→ Work request
Reproduce the data in full, exactly.

+ + + + + + +

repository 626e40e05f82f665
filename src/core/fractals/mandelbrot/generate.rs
use crate::core::actions::cancellation::{CancelToken, NeverCancel};
use crate::core::data::complex_rect::ComplexRect;
use crate::core::data::pixel_buffer::PixelBuffer;
use crate::core::errors::FractalError;
use crate::core::fractals::escape_time::{render_escape_time, validate_dimensions};
use crate::core::fractals::mandelbrot::algorithm::MandelbrotAlgorithm;

/// Greyscale Mandelbrot set over `[xmin, xmax] × [ymin, ymax]`.
///
/// Width and height must be at least 2 and `max_iterations` non-zero.
pub fn generate_mandelbrot(
    width: i32,
    height: i32,
    xmin: f64,
    xmax: f64,
    ymin: f64,
    ymax: f64,
    max_iterations: u32,
) -> Result<PixelBuffer, FractalError> {
    generate_mandelbrot_cancelable(
        width,
        height,
        ComplexRect::from_bounds(xmin, xmax, ymin, ymax)?,
        max_iterations,
        &NeverCancel,
    )
}

pub fn generate_mandelbrot_cancelable<C: CancelToken>(
    width: i32,
    height: i32,
    region: ComplexRect,
    max_iterations: u32,
    cancel: &C,
) -> Result<PixelBuffer, FractalError> {
    let pixel_rect = validate_dimensions(width, height)?;
    let algorithm = MandelbrotAlgorithm::new(pixel_rect, region, max_iterations)?;

    render_escape_time("Mandelbrot", &algorithm, max_iterations, cancel)
}
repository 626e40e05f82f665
pub mod file;
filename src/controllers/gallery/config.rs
use std::path::PathBuf;

use crate::core::data::complex::Complex;
use crate::core::data::complex_rect::{ComplexRect, ComplexRectError};
use crate::core::fractals::fractal_kinds::FractalKinds;

pub const DEFAULT_OUTPUT_DIR: &str = "output";
pub const DEFAULT_WIDTH: i32 = 800;
pub const DEFAULT_HEIGHT: i32 = 800;
pub const DEFAULT_XMIN: f64 = -2.0;
pub const DEFAULT_XMAX: f64 = 2.0;
pub const DEFAULT_YMIN: f64 = -2.0;
pub const DEFAULT_YMAX: f64 = 2.0;
pub const DEFAULT_MAX_ITERATIONS: u32 = 100;
pub const DEFAULT_JULIA_CONSTANT: Complex = Complex::new(-0.7, 0.27015);
pub const DEFAULT_KOCH_DEPTH: u32 = 10;
pub const DEFAULT_FERN_ITERATIONS: u32 = 100;
pub const DEFAULT_SIERPINSKI_DEPTH: u32 = 5;

/// One gallery run. Width, height, window and iteration budget apply to the
/// escape-time fractals; the others render on their own fixed canvases.
#[derive(Debug, Clone, PartialEq)]
pub struct GalleryConfig {
    pub output_dir: PathBuf,
    pub width: i32,
    pub height: i32,
    pub xmin: f64,
    pub xmax: f64,
    pub ymin: f64,
    pub ymax: f64,
    pub max_iterations: u32,
    pub julia_constant: Complex,
    pub koch_depth: u32,
    pub fern_iterations: u32,
    pub sierpinski_depth: u32,
    /// Fern RNG seed; `None` draws from the thread-local generator.
    pub seed: Option<u64>,
    pub kinds: Vec<FractalKinds>,
}

impl Default for GalleryConfig {
    fn default() -> Self {
        Self {
            output_dir: PathBuf::from(DEFAULT_OUTPUT_DIR),
            width: DEFAULT_WIDTH,
            height: DEFAULT_HEIGHT,
            xmin: DEFAULT_XMIN,
            xmax: DEFAULT_XMAX,
            ymin: DEFAULT_YMIN,
            ymax: DEFAULT_YMAX,
            max_iterations: DEFAULT_MAX_ITERATIONS,
            julia_constant: DEFAULT_JULIA_CONSTANT,
            koch_depth: DEFAULT_KOCH_DEPTH,
            fern_iterations: DEFAULT_FERN_ITERATIONS,
            sierpinski_depth: DEFAULT_SIERPINSKI_DEPTH,
            seed: None,
            kinds: FractalKinds::ALL.to_vec(),
        }
    }
}

impl GalleryConfig {
    /// The escape-time viewing window.
    pub fn region(&self) -> Result<ComplexRect, ComplexRectError> {
        ComplexRect::from_bounds(self.xmin, self.xmax, self.ymin, self.ymax)
    }
}
pub mod pixel_to_complex_coords;
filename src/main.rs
use env_logger::{Builder, Env};
use log::LevelFilter;

use fractal_toolkit::{PpmFilePresenter, RunCliCommand, parse_args_from};

/// `RUST_LOG` is honoured, defaulting to `info`; `--verbosity` overrides both.
fn init_logging(verbosity: Option<LevelFilter>) {
    let mut builder = Builder::from_env(Env::default().default_filter_or("info"));
    if let Some(level) = verbosity {
        builder.filter_level(level);
    }
    builder.format_timestamp(None).init();
}

fn main() -> Result<(), Box<dyn std::error::Error>> {
    let args = parse_args_from(std::env::args_os()).unwrap_or_else(|err| err.exit());

    init_logging(args.verbosity);

    RunCliCommand::new(PpmFilePresenter::new()).execute(args.command)?;

    Ok(())
}
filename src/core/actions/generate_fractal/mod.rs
pub mod generate_fractal_parallel_rayon;
pub mod generate_fractal_serial;
pub mod ports;
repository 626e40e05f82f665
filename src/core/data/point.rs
/// Integer pixel coordinate. Signed so geometry can wander off-canvas
/// before clipping.
#[derive(Debug, Copy, Clone, PartialEq, Eq, Hash, Default)]
pub struct Point {
    pub x: i32,
    pub y: i32,
}

impl Point {
    #[must_use]
    pub const fn new(x: i32, y: i32) -> Self {
        Self { x, y }
    }
}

+ + + + + + +

→ Solution to this exercise
repository 626e40e05f82f665
filename src/core/fractals/mandelbrot/generate.rs
use crate::core::actions::cancellation::{CancelToken, NeverCancel};
use crate::core::data::complex_rect::ComplexRect;
use crate::core::data::pixel_buffer::PixelBuffer;
use crate::core::errors::FractalError;
use crate::core::fractals::escape_time::{render_escape_time, validate_dimensions};
use crate::core::fractals::mandelbrot::algorithm::MandelbrotAlgorithm;

/// Greyscale Mandelbrot set over `[xmin, xmax] × [ymin, ymax]`.
///
/// Width and height must be at least 2 and `max_iterations` non-zero.
pub fn generate_mandelbrot(
    width: i32,
    height: i32,
    xmin: f64,
    xmax: f64,
    ymin: f64,
    ymax: f64,
    max_iterations: u32,
) -> Result<PixelBuffer, FractalError> {
    generate_mandelbrot_cancelable(
        width,
        height,
        ComplexRect::from_bounds(xmin, xmax, ymin, ymax)?,
        max_iterations,
        &NeverCancel,
    )
}

pub fn generate_mandelbrot_cancelable<C: CancelToken>(
    width: i32,
    height: i32,
    region: ComplexRect,
    max_iterations: u32,
    cancel: &C,
) -> Result<PixelBuffer, FractalError> {
    let pixel_rect = validate_dimensions(width, height)?;
    let algorithm = MandelbrotAlgorithm::new(pixel_rect, region, max_iterations)?;

    render_escape_time("Mandelbrot", &algorithm, max_iterations, cancel)
}
repository 626e40e05f82f665
pub mod file;
filename src/controllers/gallery/config.rs
use std::path::PathBuf;

use crate::core::data::complex::Complex;
use crate::core::data::complex_rect::{ComplexRect, ComplexRectError};
use crate::core::fractals::fractal_kinds::FractalKinds;

pub const DEFAULT_OUTPUT_DIR: &str = "output";
pub const DEFAULT_WIDTH: i32 = 800;
pub const DEFAULT_HEIGHT: i32 = 800;
pub const DEFAULT_XMIN: f64 = -2.0;
pub const DEFAULT_XMAX: f64 = 2.0;
pub const DEFAULT_YMIN: f64 = -2.0;
pub const DEFAULT_YMAX: f64 = 2.0;
pub const DEFAULT_MAX_ITERATIONS: u32 = 100;
pub const DEFAULT_JULIA_CONSTANT: Complex = Complex::new(-0.7, 0.27015);
pub const DEFAULT_KOCH_DEPTH: u32 = 10;
pub const DEFAULT_FERN_ITERATIONS: u32 = 100;
pub const DEFAULT_SIERPINSKI_DEPTH: u32 = 5;

/// One gallery run. Width, height, window and iteration budget apply to the
/// escape-time fractals; the others render on their own fixed canvases.
#[derive(Debug, Clone, PartialEq)]
pub struct GalleryConfig {
    pub output_dir: PathBuf,
    pub width: i32,
    pub height: i32,
    pub xmin: f64,
    pub xmax: f64,
    pub ymin: f64,
    pub ymax: f64,
    pub max_iterations: u32,
    pub julia_constant: Complex,
    pub koch_depth: u32,
    pub fern_iterations: u32,
    pub sierpinski_depth: u32,
    /// Fern RNG seed; `None` draws from the thread-local generator.
    pub seed: Option<u64>,
    pub kinds: Vec<FractalKinds>,
}

impl Default for GalleryConfig {
    fn default() -> Self {
        Self {
            output_dir: PathBuf::from(DEFAULT_OUTPUT_DIR),
            width: DEFAULT_WIDTH,
            height: DEFAULT_HEIGHT,
            xmin: DEFAULT_XMIN,
            xmax: DEFAULT_XMAX,
            ymin: DEFAULT_YMIN,
            ymax: DEFAULT_YMAX,
            max_iterations: DEFAULT_MAX_ITERATIONS,
            julia_constant: DEFAULT_JULIA_CONSTANT,
            koch_depth: DEFAULT_KOCH_DEPTH,
            fern_iterations: DEFAULT_FERN_ITERATIONS,
            sierpinski_depth: DEFAULT_SIERPINSKI_DEPTH,
            seed: None,
            kinds: FractalKinds::ALL.to_vec(),
        }
    }
}

impl GalleryConfig {
    /// The escape-time viewing window.
    pub fn region(&self) -> Result<ComplexRect, ComplexRectError> {
        ComplexRect::from_bounds(self.xmin, self.xmax, self.ymin, self.ymax)
    }
}
pub mod pixel_to_complex_coords;
filename src/main.rs
use env_logger::{Builder, Env};
use log::LevelFilter;

use fractal_toolkit::{PpmFilePresenter, RunCliCommand, parse_args_from};

/// `RUST_LOG` is honoured, defaulting to `info`; `--verbosity` overrides both.
fn init_logging(verbosity: Option<LevelFilter>) {
    let mut builder = Builder::from_env(Env::default().default_filter_or("info"));
    if let Some(level) = verbosity {
        builder.filter_level(level);
    }
    builder.format_timestamp(None).init();
}

fn main() -> Result<(), Box<dyn std::error::Error>> {
    let args = parse_args_from(std::env::args_os()).unwrap_or_else(|err| err.exit());

    init_logging(args.verbosity);

    RunCliCommand::new(PpmFilePresenter::new()).execute(args.command)?;

    Ok(())
}
filename src/core/actions/generate_fractal/mod.rs
pub mod generate_fractal_parallel_rayon;
pub mod generate_fractal_serial;
pub mod ports;
repository 626e40e05f82f665
filename src/core/data/point.rs
/// Integer pixel coordinate. Signed so geometry can wander off-canvas
/// before clipping.
#[derive(Debug, Copy, Clone, PartialEq, Eq, Hash, Default)]
pub struct Point {
    pub x: i32,
    pub y: i32,
}

impl Point {
    #[must_use]
    pub const fn new(x: i32, y: i32) -> Self {
        Self { x, y }
    }
}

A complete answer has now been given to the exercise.